No Brasil, algumas dessas instituições são o Hospital Alemão Oswaldo Cruz, em São Paulo, e o Hospital Moinhos de Vento, em Porto Alegre. Só no primeiro semestre de 2024, o hospital gaúcho registrou um aumento de 134% na procura por estrangeiros em relação ao mesmo período de 2023. “Já houve casos de pacientes que saíram de seu país por causa da morosidade do sistema de saúde.

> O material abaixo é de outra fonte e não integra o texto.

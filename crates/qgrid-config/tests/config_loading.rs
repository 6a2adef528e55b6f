//! Loading configurations from disk and running them through validation.

// ============================================================================
// File loading
// ============================================================================

mod file_loading {
    use qgrid_config::{CircuitConfig, CircuitSetup, ConfigurationError};
    use std::fs;

    const BELL_JSON: &str = r#"{
        "rows": 2,
        "columns": 3,
        "allowedGates": ["H", "CX"],
        "startingGrid": [["H", "-", "-"], ["-", "-", "-"]],
        "successGrids": [{"grid": [["H", ["CX", 1], "-"], ["-", "-", "-"]]}],
        "interactiveSolvableType": "submittable"
    }"#;

    const BELL_YAML: &str = "\
rows: 2
columns: 3
allowedGates: [H, CX]
startingGrid:
  - [H, '-', '-']
  - ['-', '-', '-']
successGrids:
  - grid:
      - [H, [CX, 1], '-']
      - ['-', '-', '-']
interactiveSolvableType: submittable
";

    #[test]
    fn test_json_and_yaml_agree() {
        let dir = tempfile::tempdir().unwrap();
        let json_path = dir.path().join("bell.json");
        let yaml_path = dir.path().join("bell.yaml");
        fs::write(&json_path, BELL_JSON).unwrap();
        fs::write(&yaml_path, BELL_YAML).unwrap();

        let from_json = CircuitConfig::from_path(&json_path).unwrap();
        let from_yaml = CircuitConfig::from_path(&yaml_path).unwrap();
        assert_eq!(from_json, from_yaml);

        let setup = CircuitSetup::from_config(&from_yaml).unwrap();
        assert_eq!(setup.success_grids.len(), 1);
        assert_eq!(setup.allowed_gates.len(), 2);
    }

    #[test]
    fn test_yml_extension() {
        let dir = tempfile::tempdir().unwrap();
        let path = dir.path().join("bell.yml");
        fs::write(&path, BELL_YAML).unwrap();
        assert_eq!(CircuitConfig::from_path(&path).unwrap().rows, 2);
    }

    #[test]
    fn test_unknown_extension_is_json() {
        let dir = tempfile::tempdir().unwrap();
        let path = dir.path().join("bell.circuit");
        fs::write(&path, BELL_JSON).unwrap();
        assert!(CircuitConfig::from_path(&path).is_ok());

        fs::write(&path, BELL_YAML).unwrap();
        assert!(matches!(
            CircuitConfig::from_path(&path),
            Err(ConfigurationError::Syntax(_))
        ));
    }

    #[test]
    fn test_missing_file() {
        let dir = tempfile::tempdir().unwrap();
        let err = CircuitConfig::from_path(dir.path().join("missing.json")).unwrap_err();
        assert!(matches!(err, ConfigurationError::Read { .. }));
        assert!(err.to_string().contains("missing.json"));
    }
}

// ============================================================================
// Validation scenarios
// ============================================================================

mod validation {
    use qgrid_config::{CircuitConfig, CircuitSetup, ConfigurationError, validate};
    use qgrid_ir::{BinaryGate, Cell, Grid, UnaryGate};

    fn parse(json: &str) -> CircuitConfig {
        CircuitConfig::from_json_str(json).unwrap()
    }

    #[test]
    fn test_round_trip_through_setup() {
        let config = parse(
            r#"{
                "rows": 3,
                "columns": 2,
                "startingGrid": [["H", ["CZ", 2]], ["X", "-"], ["-", "-"]]
            }"#,
        );
        let setup = CircuitSetup::from_config(&config).unwrap();

        let expected = Grid::empty(3, 2)
            .add_gate(0, 0, Cell::Unary(UnaryGate::H))
            .add_gate(1, 0, Cell::Unary(UnaryGate::X))
            .add_gate(0, 1, Cell::control(BinaryGate::CZ, 2));
        assert_eq!(setup.starting_grid, expected);

        // The canonical grid serializes back to the authored cells.
        let json = serde_json::to_value(&setup.starting_grid).unwrap();
        assert_eq!(
            json,
            serde_json::json!([["H", ["CZ", 2]], ["X", "-"], ["-", "-"]])
        );
    }

    #[test]
    fn test_five_by_six_limit() {
        let rows: Vec<_> = (0..5).map(|_| vec!["-"; 6]).collect();
        let config = parse(
            &serde_json::json!({ "rows": 5, "columns": 6, "startingGrid": rows }).to_string(),
        );
        assert!(validate(&config).is_ok());

        let config = parse(r#"{"rows": 5, "columns": 7}"#);
        let err = validate(&config).unwrap_err();
        assert_eq!(
            err.to_string(),
            "You must have between 1 and 6 columns. Your configuration has 7."
        );
    }

    #[test]
    fn test_first_failure_wins() {
        // Both an unknown unary gate and a reversed black box: the starting
        // grid cells are checked first.
        let config = parse(
            r#"{
                "rows": 1,
                "columns": 3,
                "startingGrid": [["Q", "-", "-"]],
                "blackBoxColumns": {"start": 2, "end": 0}
            }"#,
        );
        assert!(matches!(
            validate(&config),
            Err(ConfigurationError::UnsupportedUnaryGate { .. })
        ));
    }

    #[test]
    fn test_action_cell_message() {
        let config = parse(
            r#"{
                "rows": 2,
                "columns": 1,
                "startingGrid": [[["CX", 1]], ["Z"]]
            }"#,
        );
        let err = validate(&config).unwrap_err();
        assert_eq!(
            err.to_string(),
            "Your control gate in column #0 is targeting row #1. This cell needs to be empty. It currently contains a Z."
        );
    }

    #[test]
    fn test_action_row_message() {
        let config = parse(
            r#"{
                "rows": 2,
                "columns": 1,
                "startingGrid": [[["CX", 5]], ["-"]]
            }"#,
        );
        let err = validate(&config).unwrap_err();
        assert!(err.to_string().contains("trying to connect to wire 5"));
        assert!(err.to_string().contains("is 1"));
    }

    #[test]
    fn test_success_state_alias() {
        let config = parse(
            r#"{
                "rows": 1,
                "columns": 1,
                "successStates": [{"circuit": [["Y"]]}]
            }"#,
        );
        let setup = CircuitSetup::from_config(&config).unwrap();
        assert_eq!(
            setup.success_grids[0].gate_at(0, 0),
            Cell::Unary(UnaryGate::Y)
        );
    }
}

No Brasil, o atendimento é mais fácil e rápido”, afirma Mohamed Parrini, CEO do Moinhos de Vento.
Fenômeno parecido ocorre no Hospital Alemão Oswaldo Cruz, em São Paulo. “Há casos de pacientes com um bom sistema público de saúde, como a Inglaterra e o Canadá, mas os prazos são longos e o paciente não quer esperar”, explica Douglas Felipe, gerente de Inteligência de Dados e Negócios da instituição.
Por essas e outras, o hospital lançou, há dois meses, o Manual do Paciente Internacional, online e trilíngue. Nele, o futuro paciente encontra, nas versões inglês e espanhol, informações sobre consultas, exames e cirurgias e, também, indicações de casas de câmbio a empresas de turismo nas proximidades do hospital. “Somos bastante procurados por pacientes de outros países da América Latina. Mas, por sermos fundado por um grupo de imigrantes de língua alemã, também recebemos pacientes da Europa, principalmente da Alemanha, Portugal e Polônia”, completa Douglas.
O Hospital Israelita Albert Einstein também tem direcionado atenção ao atendimento de pacientes internacionais. Nos últimos 5 anos, a organização identificou um aumento médio de 35% no volume de pacientes estrangeiros, sobretudo nas áreas de oncologia, cardiologia e neurologia; exames de check-up; e segunda opinião em diversas especialidades.
Em relação às nacionalidades que mais procuram o hospital, há grande fluxo de pacientes da América do Sul, principalmente de países como Bolívia e Paraguai.